Stored data entries:
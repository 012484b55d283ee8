//! Unit of Work - centralized repository access.
//!
//! Services depend on this trait instead of individual repositories, so a
//! single handle gives them users, stores and ratings.

use sea_orm::DatabaseConnection;
use std::sync::Arc;

use super::repositories::{
    RatingLedger, RatingRepository, StoreCatalog, StoreRepository, UserRepository, UserStore,
};

/// Unit of Work trait for dependency injection.
pub trait UnitOfWork: Send + Sync {
    fn users(&self) -> Arc<dyn UserRepository>;

    fn stores(&self) -> Arc<dyn StoreRepository>;

    fn ratings(&self) -> Arc<dyn RatingRepository>;
}

/// Concrete implementation of UnitOfWork backed by one connection pool
pub struct Persistence {
    user_repo: Arc<UserStore>,
    store_repo: Arc<StoreCatalog>,
    rating_repo: Arc<RatingLedger>,
}

impl Persistence {
    pub fn new(db: DatabaseConnection) -> Self {
        Self {
            user_repo: Arc::new(UserStore::new(db.clone())),
            store_repo: Arc::new(StoreCatalog::new(db.clone())),
            rating_repo: Arc::new(RatingLedger::new(db)),
        }
    }
}

impl UnitOfWork for Persistence {
    fn users(&self) -> Arc<dyn UserRepository> {
        self.user_repo.clone()
    }

    fn stores(&self) -> Arc<dyn StoreRepository> {
        self.store_repo.clone()
    }

    fn ratings(&self) -> Arc<dyn RatingRepository> {
        self.rating_repo.clone()
    }
}
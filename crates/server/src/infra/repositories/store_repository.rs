//! Store repository implementation.

use async_trait::async_trait;
use sea_orm::{
    ActiveModelTrait, ColumnTrait, DatabaseConnection, EntityTrait, PaginatorTrait, QueryFilter,
    QueryOrder, Set,
};
use uuid::Uuid;

use super::entities::store::{self, ActiveModel, Entity as StoreEntity};
use common::{AppError, AppResult};
use domain::Store;

#[cfg(any(test, feature = "test-utils"))]
use mockall::automock;

#[cfg_attr(any(test, feature = "test-utils"), automock)]
#[async_trait]
pub trait StoreRepository: Send + Sync {
    async fn find_by_id(&self, id: Uuid) -> AppResult<Option<Store>>;

    async fn find_by_name(&self, name: &str) -> AppResult<Option<Store>>;

    /// Insert a new store; a duplicate name is a conflict
    async fn create(&self, store: Store) -> AppResult<Store>;

    /// List all stores ordered by name
    async fn list(&self) -> AppResult<Vec<Store>>;

    /// List the stores owned by `owner_id` ordered by name
    async fn list_by_owner(&self, owner_id: Uuid) -> AppResult<Vec<Store>>;

    async fn count(&self) -> AppResult<u64>;

    /// Remove every store (seed reset)
    async fn delete_all(&self) -> AppResult<u64>;
}

pub struct StoreCatalog {
    db: DatabaseConnection,
}

impl StoreCatalog {
    pub fn new(db: DatabaseConnection) -> Self {
        Self { db }
    }
}

#[async_trait]
impl StoreRepository for StoreCatalog {
    async fn find_by_id(&self, id: Uuid) -> AppResult<Option<Store>> {
        let result = StoreEntity::find_by_id(id)
            .one(&self.db)
            .await
            .map_err(AppError::from)?;

        Ok(result.map(Store::from))
    }

    async fn find_by_name(&self, name: &str) -> AppResult<Option<Store>> {
        let result = StoreEntity::find()
            .filter(store::Column::Name.eq(name))
            .one(&self.db)
            .await
            .map_err(AppError::from)?;

        Ok(result.map(Store::from))
    }

    async fn create(&self, store: Store) -> AppResult<Store> {
        let active_model = ActiveModel {
            id: Set(store.id),
            name: Set(store.name),
            address: Set(store.address),
            owner_id: Set(store.owner_id),
            created_at: Set(store.created_at),
            updated_at: Set(store.updated_at),
        };

        let model = active_model
            .insert(&self.db)
            .await
            .map_err(|e| AppError::from_unique_violation(e, "Store with this name"))?;
        Ok(Store::from(model))
    }

    async fn list(&self) -> AppResult<Vec<Store>> {
        let models = StoreEntity::find()
            .order_by_asc(store::Column::Name)
            .all(&self.db)
            .await
            .map_err(AppError::from)?;

        Ok(models.into_iter().map(Store::from).collect())
    }

    async fn list_by_owner(&self, owner_id: Uuid) -> AppResult<Vec<Store>> {
        let models = StoreEntity::find()
            .filter(store::Column::OwnerId.eq(owner_id))
            .order_by_asc(store::Column::Name)
            .all(&self.db)
            .await
            .map_err(AppError::from)?;

        Ok(models.into_iter().map(Store::from).collect())
    }

    async fn count(&self) -> AppResult<u64> {
        StoreEntity::find()
            .count(&self.db)
            .await
            .map_err(AppError::from)
    }

    async fn delete_all(&self) -> AppResult<u64> {
        let result = StoreEntity::delete_many()
            .exec(&self.db)
            .await
            .map_err(AppError::from)?;
        Ok(result.rows_affected)
    }
}
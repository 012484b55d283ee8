//! Admin handlers - user and store management plus the dashboard.
//!
//! Every route here sits behind `admin_guard`.

use axum::{
    extract::State,
    routing::get,
    Router,
};
use serde::Deserialize;
use utoipa::ToSchema;
use uuid::Uuid;
use validator::Validate;

use common::AppResult;
use domain::{UserResponse, UserRole};

use crate::api::extractors::{rules, AppPath, AppQuery, ValidatedJson};
use crate::api::AppState;
use crate::services::{DashboardStats, NewStore, NewUser, StoreView, UserDetail};
use crate::types::{ApiResponse, Created, StoreListQuery, UserListQuery};

/// Admin user creation; any role may be assigned
#[derive(Debug, Deserialize, Validate, ToSchema)]
pub struct CreateUserRequest {
    #[validate(custom(function = "rules::user_name"))]
    #[schema(example = "Margaret Eleanor Thompson")]
    pub name: String,
    #[validate(email(message = "Invalid email format"))]
    #[schema(example = "owner@example.com")]
    pub email: String,
    #[validate(custom(function = "rules::password"))]
    #[schema(example = "Owner@Pass1")]
    pub password: String,
    #[validate(custom(function = "rules::user_address"))]
    #[schema(example = "14 Market Street, Springfield")]
    pub address: String,
    /// USER, ADMIN or STORE_OWNER; defaults to USER
    #[schema(example = "STORE_OWNER")]
    pub role: Option<String>,
}

#[derive(Debug, Deserialize, Validate, ToSchema)]
#[serde(rename_all = "camelCase")]
pub struct CreateStoreRequest {
    #[validate(custom(function = "rules::store_name"))]
    #[schema(example = "Corner Bookshop")]
    pub name: String,
    #[validate(custom(function = "rules::store_address"))]
    #[schema(example = "3 Harbour Road, Port Town")]
    pub address: String,
    /// Must reference a STORE_OWNER account
    pub owner_id: Uuid,
}

pub fn admin_routes() -> Router<AppState> {
    Router::new()
        .route("/users", get(list_users).post(create_user))
        .route("/users/:id", get(get_user))
        .route("/stores", get(list_stores).post(create_store))
        .route("/dashboard", get(dashboard))
}

/// Create a user with any role
#[utoipa::path(
    post,
    path = "/admin/users",
    tag = "Admin",
    request_body = CreateUserRequest,
    responses(
        (status = 201, description = "User created", body = UserResponse),
        (status = 400, description = "Validation error"),
        (status = 403, description = "Admin role required"),
        (status = 409, description = "Email already registered")
    ),
    security(("bearer_auth" = []))
)]
pub async fn create_user(
    State(state): State<AppState>,
    ValidatedJson(payload): ValidatedJson<CreateUserRequest>,
) -> AppResult<Created<UserResponse>> {
    let role = match payload.role.as_deref().map(str::trim) {
        None | Some("") => UserRole::User,
        Some(role) => role.parse::<UserRole>()?,
    };

    let user = state
        .user_service
        .create_user(NewUser {
            name: payload.name,
            email: payload.email,
            password: payload.password,
            address: payload.address,
            role,
        })
        .await?;

    Ok(Created(UserResponse::from(user)))
}

/// List users with filters and sorting
#[utoipa::path(
    get,
    path = "/admin/users",
    tag = "Admin",
    params(UserListQuery),
    responses(
        (status = 200, description = "Matching users", body = [UserResponse]),
        (status = 400, description = "Unknown role filter"),
        (status = 403, description = "Admin role required")
    ),
    security(("bearer_auth" = []))
)]
pub async fn list_users(
    State(state): State<AppState>,
    AppQuery(query): AppQuery<UserListQuery>,
) -> AppResult<ApiResponse<Vec<UserResponse>>> {
    let users = state.user_service.list_users(query).await?;
    Ok(ApiResponse::success(
        users.into_iter().map(UserResponse::from).collect(),
    ))
}

/// User detail; store owners include their stores
#[utoipa::path(
    get,
    path = "/admin/users/{id}",
    tag = "Admin",
    params(("id" = Uuid, Path, description = "User ID")),
    responses(
        (status = 200, description = "User detail", body = UserDetail),
        (status = 403, description = "Admin role required"),
        (status = 404, description = "User not found")
    ),
    security(("bearer_auth" = []))
)]
pub async fn get_user(
    State(state): State<AppState>,
    AppPath(id): AppPath<Uuid>,
) -> AppResult<ApiResponse<UserDetail>> {
    let detail = state.user_service.get_user_detail(id).await?;
    Ok(ApiResponse::success(detail))
}

/// Create a store for a store owner
#[utoipa::path(
    post,
    path = "/admin/stores",
    tag = "Admin",
    request_body = CreateStoreRequest,
    responses(
        (status = 201, description = "Store created", body = StoreView),
        (status = 400, description = "Validation error or owner lacks STORE_OWNER role"),
        (status = 403, description = "Admin role required"),
        (status = 404, description = "Owner not found"),
        (status = 409, description = "Store name taken")
    ),
    security(("bearer_auth" = []))
)]
pub async fn create_store(
    State(state): State<AppState>,
    ValidatedJson(payload): ValidatedJson<CreateStoreRequest>,
) -> AppResult<Created<StoreView>> {
    let store = state
        .store_service
        .create_store(NewStore {
            name: payload.name,
            address: payload.address,
            owner_id: payload.owner_id,
        })
        .await?;

    let owner = state.user_service.get_user(store.owner_id).await?;
    Ok(Created(StoreView {
        id: store.id,
        name: store.name,
        address: store.address,
        owner: Some((&owner).into()),
        average_rating: None,
        rating_count: 0,
        user_rating: None,
        rating_id: None,
        created_at: store.created_at,
    }))
}

/// All stores with owner and rating summary
#[utoipa::path(
    get,
    path = "/admin/stores",
    tag = "Admin",
    params(StoreListQuery),
    responses(
        (status = 200, description = "Matching stores", body = [StoreView]),
        (status = 403, description = "Admin role required")
    ),
    security(("bearer_auth" = []))
)]
pub async fn list_stores(
    State(state): State<AppState>,
    AppQuery(query): AppQuery<StoreListQuery>,
) -> AppResult<ApiResponse<Vec<StoreView>>> {
    let stores = state.store_service.list_stores(query, None).await?;
    Ok(ApiResponse::success(stores))
}

/// Platform totals
#[utoipa::path(
    get,
    path = "/admin/dashboard",
    tag = "Admin",
    responses(
        (status = 200, description = "Totals", body = DashboardStats),
        (status = 403, description = "Admin role required")
    ),
    security(("bearer_auth" = []))
)]
pub async fn dashboard(State(state): State<AppState>) -> AppResult<ApiResponse<DashboardStats>> {
    let stats = state.dashboard_service.stats().await?;
    Ok(ApiResponse::success(stats))
}
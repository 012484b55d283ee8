//! Password value object and password policy.
//!
//! Hashing uses Argon2 with the default parameters. The policy requires
//! 8 to 16 characters, at least one uppercase letter and at least one
//! special character out of `!@#$&*`.

use argon2::{
    password_hash::{rand_core::OsRng, PasswordHash, PasswordHasher, PasswordVerifier, SaltString},
    Argon2,
};
use once_cell::sync::Lazy;
use regex::Regex;

use crate::constants::{MAX_PASSWORD_LENGTH, MIN_PASSWORD_LENGTH};
use crate::error::{DomainError, DomainResult};

/// User-facing message for every policy violation
pub const PASSWORD_POLICY_MESSAGE: &str =
    "Password must be 8-16 characters with at least one uppercase letter and one special character";

static UPPERCASE: Lazy<Regex> = Lazy::new(|| Regex::new(r"[A-Z]").expect("valid regex"));
static SPECIAL: Lazy<Regex> = Lazy::new(|| Regex::new(r"[!@#$&*]").expect("valid regex"));

/// Check a plain text password against the password policy.
pub fn validate_password_policy(plain_text: &str) -> DomainResult<()> {
    let length = plain_text.chars().count();
    let length_ok = (MIN_PASSWORD_LENGTH..=MAX_PASSWORD_LENGTH).contains(&length);

    if length_ok && UPPERCASE.is_match(plain_text) && SPECIAL.is_match(plain_text) {
        Ok(())
    } else {
        Err(DomainError::password(PASSWORD_POLICY_MESSAGE))
    }
}

/// Hashed password value object.
#[derive(Clone, PartialEq, Eq)]
pub struct Password {
    hash: String,
}

// Never print the hash
impl std::fmt::Debug for Password {
    fn fmt(&self, f: &mut std::fmt::Formatter<'_>) -> std::fmt::Result {
        f.debug_struct("Password")
            .field("hash", &"[REDACTED]")
            .finish()
    }
}

impl Password {
    /// Validate the policy and hash the plain text.
    ///
    /// # Errors
    /// Returns a password error if the policy is not met or hashing fails.
    pub fn new(plain_text: &str) -> DomainResult<Self> {
        validate_password_policy(plain_text)?;
        let hash = Self::hash(plain_text)?;
        Ok(Self { hash })
    }

    /// Wrap an existing hash (read from the database).
    pub fn from_hash(hash: impl Into<String>) -> Self {
        Self { hash: hash.into() }
    }

    /// Get the hash string for storage.
    pub fn as_str(&self) -> &str {
        &self.hash
    }

    /// Consume and return the hash string.
    pub fn into_string(self) -> String {
        self.hash
    }

    /// Verify a plain text password against this hash.
    ///
    /// A malformed stored hash never verifies.
    pub fn verify(&self, plain_text: &str) -> bool {
        PasswordHash::new(&self.hash)
            .map(|parsed| {
                Argon2::default()
                    .verify_password(plain_text.as_bytes(), &parsed)
                    .is_ok()
            })
            .unwrap_or(false)
    }

    fn hash(plain_text: &str) -> DomainResult<String> {
        let salt = SaltString::generate(&mut OsRng);
        Argon2::default()
            .hash_password(plain_text.as_bytes(), &salt)
            .map(|hash| hash.to_string())
            .map_err(|e| DomainError::internal(format!("Password hash failed: {}", e)))
    }
}

impl From<Password> for String {
    fn from(password: Password) -> Self {
        password.hash
    }
}
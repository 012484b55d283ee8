//! Migrate command - Database migration management.

use common::{AppError, AppResult};

use crate::cli::args::{MigrateAction, MigrateArgs};
use crate::config::Config;
use crate::infra::Database;

/// Execute the migrate command
pub async fn execute(args: MigrateArgs, config: Config) -> AppResult<()> {
    // Connect without auto-running migrations for manual control
    let db = Database::connect_without_migrations(&config.database)
        .await
        .map_err(|e| AppError::internal(format!("Database connection failed: {}", e)))?;

    match args.action {
        MigrateAction::Up => {
            tracing::info!("Running pending migrations...");
            db.run_migrations().await?;
            tracing::info!("Migrations completed successfully");
        }
        MigrateAction::Down => {
            tracing::info!("Rolling back last migration...");
            db.rollback_migration().await?;
            tracing::info!("Rollback completed successfully");
        }
        MigrateAction::Status => {
            for (name, applied) in db.migration_status().await? {
                let status = if applied { "applied" } else { "pending" };
                println!("{}: {}", name, status);
            }
        }
        MigrateAction::Fresh => {
            tracing::warn!("Resetting database and running all migrations...");
            db.fresh_migrations().await?;
            tracing::info!("Fresh migrations completed successfully");
        }
    }

    Ok(())
}
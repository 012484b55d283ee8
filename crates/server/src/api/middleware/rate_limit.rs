//! Rate limiting middleware for the authentication endpoints.

use axum::{
    extract::{ConnectInfo, Request, State},
    http::{header::RETRY_AFTER, HeaderMap, HeaderValue, StatusCode},
    middleware::Next,
    response::{IntoResponse, Response},
    Json,
};
use serde_json::json;
use std::net::SocketAddr;

use crate::api::AppState;

/// Rate limit error response
#[derive(Debug)]
pub struct RateLimitError {
    pub retry_after: u64,
}

impl IntoResponse for RateLimitError {
    fn into_response(self) -> Response {
        let mut headers = HeaderMap::new();
        headers.insert(RETRY_AFTER, HeaderValue::from(self.retry_after));
        headers.insert("X-RateLimit-Remaining", HeaderValue::from_static("0"));

        let body = json!({
            "error": {
                "code": "TOO_MANY_REQUESTS",
                "message": "Too many requests. Please try again later.",
            }
        });

        (StatusCode::TOO_MANY_REQUESTS, headers, Json(body)).into_response()
    }
}

/// Extract client identifier for rate limiting.
/// Uses X-Forwarded-For header if behind proxy, otherwise uses connection IP.
fn client_identifier(request: &Request) -> String {
    let headers = request.headers();

    if let Some(forwarded) = headers.get("X-Forwarded-For").and_then(|h| h.to_str().ok()) {
        // First entry is the original client
        if let Some(ip) = forwarded.split(',').next().map(str::trim).filter(|ip| !ip.is_empty()) {
            return ip.to_string();
        }
    }

    if let Some(real_ip) = headers.get("X-Real-IP").and_then(|h| h.to_str().ok()) {
        return real_ip.trim().to_string();
    }

    if let Some(ConnectInfo(addr)) = request.extensions().get::<ConnectInfo<SocketAddr>>() {
        return addr.ip().to_string();
    }

    "unknown".to_string()
}

/// Per-client limit on `/auth/*` requests.
pub async fn rate_limit_auth_middleware(
    State(state): State<AppState>,
    request: Request,
    next: Next,
) -> Result<Response, RateLimitError> {
    let client_id = client_identifier(&request);
    let key = format!("auth:{}", client_id);
    let limit = &state.auth_rate_limit;

    let decision = state
        .rate_limiter
        .check(&key, limit.max_requests, limit.window_seconds)
        .await;

    if !decision.allowed {
        tracing::warn!(client = %client_id, count = decision.count, "Auth rate limit exceeded");
        return Err(RateLimitError {
            retry_after: decision.retry_after,
        });
    }

    let mut response = next.run(request).await;

    let remaining = limit.max_requests.saturating_sub(decision.count);
    let headers = response.headers_mut();
    headers.insert("X-RateLimit-Limit", HeaderValue::from(limit.max_requests));
    headers.insert("X-RateLimit-Remaining", HeaderValue::from(remaining));

    Ok(response)
}
//! Application route configuration.

use axum::{
    extract::State,
    http::{header, HeaderValue, Method, StatusCode},
    middleware,
    response::Json,
    routing::get,
    Router,
};
use serde::Serialize;
use tower_http::cors::{Any, CorsLayer};
use tower_http::trace::TraceLayer;
use utoipa::OpenApi;
use utoipa_swagger_ui::SwaggerUi;

use super::handlers::{admin_routes, auth_routes, rating_routes, session_routes, store_routes};
use super::middleware::{admin_guard, auth_middleware, rate_limit_auth_middleware};
use super::openapi::ApiDoc;
use super::AppState;

/// Create the application router with all routes configured
pub fn create_router(state: AppState) -> Router {
    let auth_state = state.clone();
    let authenticated = move || middleware::from_fn_with_state(auth_state.clone(), auth_middleware);

    Router::new()
        .route("/", get(root))
        .route("/health", get(health))
        .merge(SwaggerUi::new("/swagger-ui").url("/api-docs/openapi.json", ApiDoc::openapi()))
        // Every /auth route is rate limited; session routes also need a token
        .nest(
            "/auth",
            auth_routes()
                .merge(session_routes().route_layer(authenticated()))
                .route_layer(middleware::from_fn_with_state(
                    state.clone(),
                    rate_limit_auth_middleware,
                )),
        )
        // Layers run bottom-up: authenticate first, then check the role
        .nest(
            "/admin",
            admin_routes()
                .route_layer(middleware::from_fn(admin_guard))
                .route_layer(authenticated()),
        )
        .nest("/stores", store_routes().route_layer(authenticated()))
        .nest("/ratings", rating_routes().route_layer(authenticated()))
        .layer(TraceLayer::new_for_http())
        .with_state(state)
}

/// CORS policy; `*` allows any origin
pub fn cors_layer(allowed_origin: &str) -> CorsLayer {
    let layer = CorsLayer::new()
        .allow_methods([
            Method::GET,
            Method::POST,
            Method::PUT,
            Method::DELETE,
            Method::OPTIONS,
        ])
        .allow_headers([header::CONTENT_TYPE, header::AUTHORIZATION]);

    if allowed_origin == "*" {
        return layer.allow_origin(Any);
    }

    match allowed_origin.parse::<HeaderValue>() {
        Ok(origin) => layer.allow_origin(origin).allow_credentials(true),
        Err(_) => {
            tracing::warn!(origin = %allowed_origin, "Invalid CORS origin, allowing any origin");
            layer.allow_origin(Any)
        }
    }
}

async fn root() -> &'static str {
    "Welcome to the Store Rating API"
}

#[derive(Serialize)]
struct HealthResponse {
    status: &'static str,
    services: ServiceHealth,
}

#[derive(Serialize)]
struct ServiceHealth {
    database: ServiceStatus,
}

#[derive(Serialize)]
struct ServiceStatus {
    status: &'static str,
    #[serde(skip_serializing_if = "Option::is_none")]
    error: Option<&'static str>,
}

/// Health check endpoint with database connectivity check
async fn health(State(state): State<AppState>) -> (StatusCode, Json<HealthResponse>) {
    let (database, healthy) = match state.health.ping().await {
        Ok(()) => (
            ServiceStatus {
                status: "healthy",
                error: None,
            },
            true,
        ),
        Err(e) => {
            tracing::error!(error = %e, "Database health check failed");
            (
                ServiceStatus {
                    status: "unhealthy",
                    error: Some("Database unreachable"),
                },
                false,
            )
        }
    };

    let response = HealthResponse {
        status: if healthy { "healthy" } else { "degraded" },
        services: ServiceHealth { database },
    };

    let status_code = if healthy {
        StatusCode::OK
    } else {
        StatusCode::SERVICE_UNAVAILABLE
    };

    (status_code, Json(response))
}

■ **Prompt**
Exactly how many lines of the data include the word "object"? Reply with that number only.

■ **Answer for the task**
2